Saturday, October 13, 2012

Write it down

advice comes from Jane Wurwand, CEO of Dermologica via Entrepreneur:
"I try and stay curious all the time so when I’m driving around LA or whatever city I’m in I’m always trying to pay attention to everything that’s happening — the way a menu is written, the way a plate is served, the way a booking is taken or customer interaction."
Wurwand recommends carrying a notebook everywhere you go and writing literally everything down.
She says she keeps a running commentary of her stream of consciousness and then uses it when she is looking for ideas or product names. She recalls one instance when she went to a bar and it took her seven minutes to be seated because a girl working at the bar was on her phone. She wrote that down and it later reminded her to pay more attention to customer service at her own front desk operations.
“Gather thoughts a bit like a magpie, put them together in a written book, keep it on you at all times and then all the time your subconscious is working on it and chewing it. Then when you spit it out, you’re like 'Oh I like that idea!' ”

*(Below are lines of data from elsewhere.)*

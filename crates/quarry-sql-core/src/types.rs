//! SQL data types as consumed by the generator.
//!
//! Data-type definitions themselves live upstream; the generator only uses
//! their DDL rendering, their JSON / array classification, and optional value
//! validation.

use serde::{Deserialize, Serialize};

use crate::error::{GeneratorError, Result};
use crate::value::SqlValue;

/// A SQL column type.
#[derive(Debug, Clone, PartialEq, Serialize, Deserialize)]
pub enum SqlType {
    /// 16-bit integer.
    SmallInt,
    /// 32-bit integer.
    Integer,
    /// 64-bit integer.
    BigInt,
    /// Single-precision float.
    Real,
    /// Double-precision float.
    Double,
    /// Fixed-point decimal.
    Decimal {
        /// Total number of digits.
        precision: Option<u8>,
        /// Digits after the decimal point.
        scale: Option<u8>,
    },
    /// Fixed-width character string.
    Char(Option<u32>),
    /// Variable-width character string.
    Varchar(Option<u32>),
    /// Unbounded text.
    Text,
    /// Boolean.
    Boolean,
    /// Calendar date.
    Date,
    /// Timestamp.
    DateTime,
    /// Binary blob.
    Blob,
    /// UUID.
    Uuid,
    /// JSON document.
    Json,
    /// Binary JSON document.
    Jsonb,
    /// Array of an element type.
    Array(Box<SqlType>),
    /// Computed attribute with no column behind it; never emitted in DDL or
    /// temp-table declarations.
    Virtual,
    /// Escape hatch for dialect-specific types.
    Custom(String),
}

impl SqlType {
    /// Renders the uppercase DDL form of the type.
    #[must_use]
    pub fn to_sql(&self) -> String {
        match self {
            Self::SmallInt => "SMALLINT".to_string(),
            Self::Integer => "INTEGER".to_string(),
            Self::BigInt => "BIGINT".to_string(),
            Self::Real => "REAL".to_string(),
            Self::Double => "DOUBLE PRECISION".to_string(),
            Self::Decimal { precision, scale } => match (precision, scale) {
                (Some(p), Some(s)) => format!("DECIMAL({p}, {s})"),
                (Some(p), None) => format!("DECIMAL({p})"),
                _ => "DECIMAL".to_string(),
            },
            Self::Char(len) => match len {
                Some(n) => format!("CHAR({n})"),
                None => "CHAR".to_string(),
            },
            Self::Varchar(len) => match len {
                Some(n) => format!("VARCHAR({n})"),
                None => "VARCHAR(255)".to_string(),
            },
            Self::Text => "TEXT".to_string(),
            Self::Boolean => "BOOLEAN".to_string(),
            Self::Date => "DATE".to_string(),
            Self::DateTime => "TIMESTAMP".to_string(),
            Self::Blob => "BLOB".to_string(),
            Self::Uuid => "UUID".to_string(),
            Self::Json => "JSON".to_string(),
            Self::Jsonb => "JSONB".to_string(),
            Self::Array(inner) => format!("{}[]", inner.to_sql()),
            Self::Virtual => String::new(),
            Self::Custom(name) => name.clone(),
        }
    }

    /// Returns `true` for JSON-document types.
    #[must_use]
    pub const fn is_json(&self) -> bool {
        matches!(self, Self::Json | Self::Jsonb)
    }

    /// Returns `true` for array types.
    #[must_use]
    pub const fn is_array(&self) -> bool {
        matches!(self, Self::Array(_))
    }

    /// Validates a value against this type.
    ///
    /// NULL always passes; nullability is checked elsewhere. Only obvious
    /// mismatches are rejected, matching the permissive behaviour of the
    /// upstream type system.
    pub fn validate(&self, value: &SqlValue) -> Result<()> {
        let ok = match (self, value) {
            (_, SqlValue::Null) => true,
            (Self::SmallInt | Self::Integer | Self::BigInt, v) => matches!(v, SqlValue::Int(_)),
            (Self::Real | Self::Double | Self::Decimal { .. }, v) => {
                matches!(v, SqlValue::Int(_) | SqlValue::Float(_))
            }
            (Self::Char(_) | Self::Varchar(_) | Self::Text | Self::Uuid, v) => {
                matches!(v, SqlValue::Text(_))
            }
            (Self::Boolean, v) => matches!(v, SqlValue::Bool(_)),
            (Self::Date | Self::DateTime, v) => {
                matches!(v, SqlValue::DateTime(_) | SqlValue::Text(_))
            }
            (Self::Blob, v) => matches!(v, SqlValue::Blob(_) | SqlValue::Text(_)),
            (Self::Array(inner), SqlValue::List(items)) => {
                for item in items {
                    inner.validate(item)?;
                }
                true
            }
            _ => true,
        };

        if ok {
            Ok(())
        } else {
            Err(GeneratorError::Validation(format!(
                "{value:?} is not a valid {}",
                self.to_sql()
            )))
        }
    }
}

#[cfg(test)]
mod tests {
    use super::*;

    #[test]
    fn test_to_sql() {
        assert_eq!(SqlType::BigInt.to_sql(), "BIGINT");
        assert_eq!(SqlType::Varchar(Some(40)).to_sql(), "VARCHAR(40)");
        assert_eq!(
            SqlType::Decimal {
                precision: Some(10),
                scale: Some(2)
            }
            .to_sql(),
            "DECIMAL(10, 2)"
        );
        assert_eq!(
            SqlType::Array(Box::new(SqlType::Integer)).to_sql(),
            "INTEGER[]"
        );
    }

    #[test]
    fn test_classification() {
        assert!(SqlType::Json.is_json());
        assert!(SqlType::Jsonb.is_json());
        assert!(!SqlType::Text.is_json());
        assert!(SqlType::Array(Box::new(SqlType::Text)).is_array());
    }

    #[test]
    fn test_validate() {
        assert!(SqlType::Integer.validate(&SqlValue::Int(1)).is_ok());
        assert!(SqlType::Integer.validate(&SqlValue::Null).is_ok());
        assert!(SqlType::Integer
            .validate(&SqlValue::Text("x".to_string()))
            .is_err());
        assert!(SqlType::Array(Box::new(SqlType::Integer))
            .validate(&SqlValue::List(vec![SqlValue::Int(1), SqlValue::Int(2)]))
            .is_ok());
        assert!(SqlType::Array(Box::new(SqlType::Integer))
            .validate(&SqlValue::List(vec![SqlValue::Bool(true)]))
            .is_err());
    }
}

Wednesday, October 3, 2012

The Beauty of Lists

This is from Adam Savage, at adamsavage.com, who looks to be an uberproductive individual and has some advice on lists.  This is excerpted from WIRED.
"Lists are how I parse and amange the world.  I make lists for fun (I have more than 17,000 palindromes) and to relax (I can eliminate distractions and focus on what's important.)  But mostly I make lists for projects.  This can be daunting.  Breaking something big into its constituent parts will help you organize your thoughts, but it can also force you to confront the depth of your ignorance and the hugeness of your task. 
That's OK.  The project maybe the lion, but the list is your whip.
The first think I write down is whatever I hope to end up with... 
Eventually, I'll create a folder called Adam's Progress. As I chug along, I take photos with my phone and drop them into this folder for a quick reference of how far I've come.  These images provide inspiration and momentum. A list of what I've already done make the list of what's left to do a bit more manageable.  And when I'm finished, this older will be my diary of the entire project. It's something I'll keep forever.

Monday, October 1, 2012

Biz Advice

From Marc Benioff, Chairman and CEO of Salesforce
"Be an Industry Disruptor
" My four rules are: Build a great product, build demand in any way you can, make sure you have a distribution organization to fulfill the deman, and make sure your customers are happy-and that is the first rule, bu the way. those are the four elements. Is your product better than anyone else's-is it easier, more efficinet, simpler? Can you explain to people how it's better?  Can you position it correctly in thier minds? Tha's what you're talking about-consciousness.  When you talk about disruption, a market is just a group of people.  Can you sell it, distribute it, get people to try it?  Can you get it adopted? Then if you get tha customer satisfaction, it starts all over again.


Website Tweaks

The references for webcopy are many, and not sure where this one came from.  Again from random notes on my desk that I'm plowing through.

A joke
A quote
A statistic
A headline
A name
Solutions to real problems.  Benefits not features
Happiness
An easier life
Security
Entertainment
Paint a living portrait
Get testimonials, add a P.S.
Be visually atractive, short paragraphs, dialogue when appropriate, bullet, wide margins, staggered Right margin
"Most writers slough off the most important part of their trade, editing their stuff, honing it and honing it until it gets an edge like a bullfighters killing sword."
"Cut off their heads, cut off their feet, delete every 6th word.  Readers want concise, simple writing." Elmore Leonard "I try to leave out the part people skip."
Read aloud. Read aloud yourself. Hypnotic writing has to be easy, simple and clear.
Take a break.  Cut and past and change the order.  Use bullets.  Use quotes.  Write stories, create mental images that lead to a waking trance.

The Resistance

Notes found while cleaning up my desk. Inserting this photo of Diana Vreeland, having just seen "The Eye Has to Travel" yesterday.  She was an utter force and extremely inspiring, a tonic.
 I'm pretty sure these are from Seth Godin, about the "resistance."  This is extremely pertinent to anyone who is self-employed who faces no external deadlines.  These are all paraphrased.
-You don't need more genius, you need less resistance.
-Freedom(meaning free time, no boss) feeds the resistance.  Your tasks are vague and hard to measure.  Freedom makes it easy to hide, easy to find excuses.
-There is stalling, a waste, an insidious plot to keep you from doing your real work
-Get around resistance with multiple paths, and different ways to win.  No one proposal is do or die.
-The work is feeding, amplifying, and glorifying the daemon.
-Which ever way the wind of resistance is, that's the way to head in your work. (So powerful a concept...)
-The closer you get to surfacing and defeating resistance, the harder it fights.

-Dream bigger

-Strip away anything that looks productive but doesn't involve shipping
Do nothing between projects-alone with your thoughts with the resistance.